━━━ Dataset records ━━━
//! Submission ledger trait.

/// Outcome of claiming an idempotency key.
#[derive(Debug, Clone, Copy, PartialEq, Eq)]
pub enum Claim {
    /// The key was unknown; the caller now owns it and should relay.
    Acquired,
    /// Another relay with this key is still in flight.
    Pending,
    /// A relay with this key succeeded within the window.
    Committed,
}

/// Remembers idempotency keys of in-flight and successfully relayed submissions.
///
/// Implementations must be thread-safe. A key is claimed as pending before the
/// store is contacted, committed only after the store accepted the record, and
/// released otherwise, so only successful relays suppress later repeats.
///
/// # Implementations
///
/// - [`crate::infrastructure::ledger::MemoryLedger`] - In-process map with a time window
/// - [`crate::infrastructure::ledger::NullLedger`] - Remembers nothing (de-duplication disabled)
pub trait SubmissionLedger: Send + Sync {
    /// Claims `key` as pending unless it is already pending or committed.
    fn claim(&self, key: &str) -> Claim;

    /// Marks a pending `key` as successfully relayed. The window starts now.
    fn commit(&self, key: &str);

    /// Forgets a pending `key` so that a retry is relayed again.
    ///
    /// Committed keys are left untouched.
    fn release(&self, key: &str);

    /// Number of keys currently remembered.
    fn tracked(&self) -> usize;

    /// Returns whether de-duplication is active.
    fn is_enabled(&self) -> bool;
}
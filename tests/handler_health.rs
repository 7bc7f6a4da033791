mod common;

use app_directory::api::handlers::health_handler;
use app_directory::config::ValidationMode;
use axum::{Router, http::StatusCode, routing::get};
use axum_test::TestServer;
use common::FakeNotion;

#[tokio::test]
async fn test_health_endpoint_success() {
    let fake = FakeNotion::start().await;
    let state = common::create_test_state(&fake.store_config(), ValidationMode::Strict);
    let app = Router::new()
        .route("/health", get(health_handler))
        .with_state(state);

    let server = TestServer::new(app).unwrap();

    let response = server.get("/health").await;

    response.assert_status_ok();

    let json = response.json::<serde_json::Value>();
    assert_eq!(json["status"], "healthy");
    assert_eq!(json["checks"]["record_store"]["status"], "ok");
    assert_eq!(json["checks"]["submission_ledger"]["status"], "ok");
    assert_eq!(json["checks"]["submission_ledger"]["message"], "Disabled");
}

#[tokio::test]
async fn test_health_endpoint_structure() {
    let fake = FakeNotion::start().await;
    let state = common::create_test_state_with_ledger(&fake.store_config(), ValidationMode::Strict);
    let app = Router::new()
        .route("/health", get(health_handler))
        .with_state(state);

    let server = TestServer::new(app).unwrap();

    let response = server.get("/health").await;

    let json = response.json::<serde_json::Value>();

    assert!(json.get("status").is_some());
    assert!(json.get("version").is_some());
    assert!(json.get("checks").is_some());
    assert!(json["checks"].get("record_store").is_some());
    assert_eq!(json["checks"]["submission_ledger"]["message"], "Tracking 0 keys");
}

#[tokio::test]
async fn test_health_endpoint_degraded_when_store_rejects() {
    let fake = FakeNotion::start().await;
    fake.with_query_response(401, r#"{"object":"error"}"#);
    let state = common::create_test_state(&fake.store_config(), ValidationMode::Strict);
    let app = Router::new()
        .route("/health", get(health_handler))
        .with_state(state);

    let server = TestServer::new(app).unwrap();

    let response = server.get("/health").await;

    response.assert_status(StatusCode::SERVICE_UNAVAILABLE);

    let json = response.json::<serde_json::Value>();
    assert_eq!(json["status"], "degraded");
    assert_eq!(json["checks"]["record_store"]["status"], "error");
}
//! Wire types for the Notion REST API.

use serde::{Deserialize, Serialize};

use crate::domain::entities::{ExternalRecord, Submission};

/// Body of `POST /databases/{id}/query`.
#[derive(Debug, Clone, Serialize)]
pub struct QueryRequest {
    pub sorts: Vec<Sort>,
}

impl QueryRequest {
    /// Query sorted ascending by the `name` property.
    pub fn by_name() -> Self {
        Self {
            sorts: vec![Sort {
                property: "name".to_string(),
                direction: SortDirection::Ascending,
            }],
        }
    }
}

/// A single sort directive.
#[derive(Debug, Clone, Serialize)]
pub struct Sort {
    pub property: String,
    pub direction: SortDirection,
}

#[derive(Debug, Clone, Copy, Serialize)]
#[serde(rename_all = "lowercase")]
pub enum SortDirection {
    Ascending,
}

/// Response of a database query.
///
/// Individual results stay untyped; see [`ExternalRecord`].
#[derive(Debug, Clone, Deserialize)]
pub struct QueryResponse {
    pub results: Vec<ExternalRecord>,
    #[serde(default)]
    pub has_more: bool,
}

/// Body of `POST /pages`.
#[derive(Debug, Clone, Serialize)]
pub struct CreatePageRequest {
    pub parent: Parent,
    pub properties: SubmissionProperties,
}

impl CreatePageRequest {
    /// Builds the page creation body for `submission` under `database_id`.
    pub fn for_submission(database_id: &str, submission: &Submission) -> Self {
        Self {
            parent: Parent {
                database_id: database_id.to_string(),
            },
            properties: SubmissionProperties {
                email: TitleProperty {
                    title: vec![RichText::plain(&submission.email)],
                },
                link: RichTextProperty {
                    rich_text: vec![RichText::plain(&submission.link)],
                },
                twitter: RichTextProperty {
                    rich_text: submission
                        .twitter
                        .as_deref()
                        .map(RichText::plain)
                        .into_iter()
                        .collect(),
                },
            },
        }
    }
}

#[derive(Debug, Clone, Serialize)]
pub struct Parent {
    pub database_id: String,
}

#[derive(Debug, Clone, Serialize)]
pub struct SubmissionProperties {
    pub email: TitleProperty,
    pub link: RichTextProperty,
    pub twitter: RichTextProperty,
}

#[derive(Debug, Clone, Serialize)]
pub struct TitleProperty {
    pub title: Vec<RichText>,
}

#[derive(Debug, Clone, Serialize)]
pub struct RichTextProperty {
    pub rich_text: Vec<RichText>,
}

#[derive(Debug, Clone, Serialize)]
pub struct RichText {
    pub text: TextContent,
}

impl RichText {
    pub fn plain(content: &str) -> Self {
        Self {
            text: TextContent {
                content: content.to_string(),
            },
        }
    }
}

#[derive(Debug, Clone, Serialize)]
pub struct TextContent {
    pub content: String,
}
━━━
▸ What is needed: Beginning at the top of the records above, transcribe each line exactly up to and including the line that holds "the record, and".

▸ Task solution:
//! Submission ledger trait.

/// Outcome of claiming an idempotency key.
#[derive(Debug, Clone, Copy, PartialEq, Eq)]
pub enum Claim {
    /// The key was unknown; the caller now owns it and should relay.
    Acquired,
    /// Another relay with this key is still in flight.
    Pending,
    /// A relay with this key succeeded within the window.
    Committed,
}

/// Remembers idempotency keys of in-flight and successfully relayed submissions.
///
/// Implementations must be thread-safe. A key is claimed as pending before the
/// store is contacted, committed only after the store accepted the record, and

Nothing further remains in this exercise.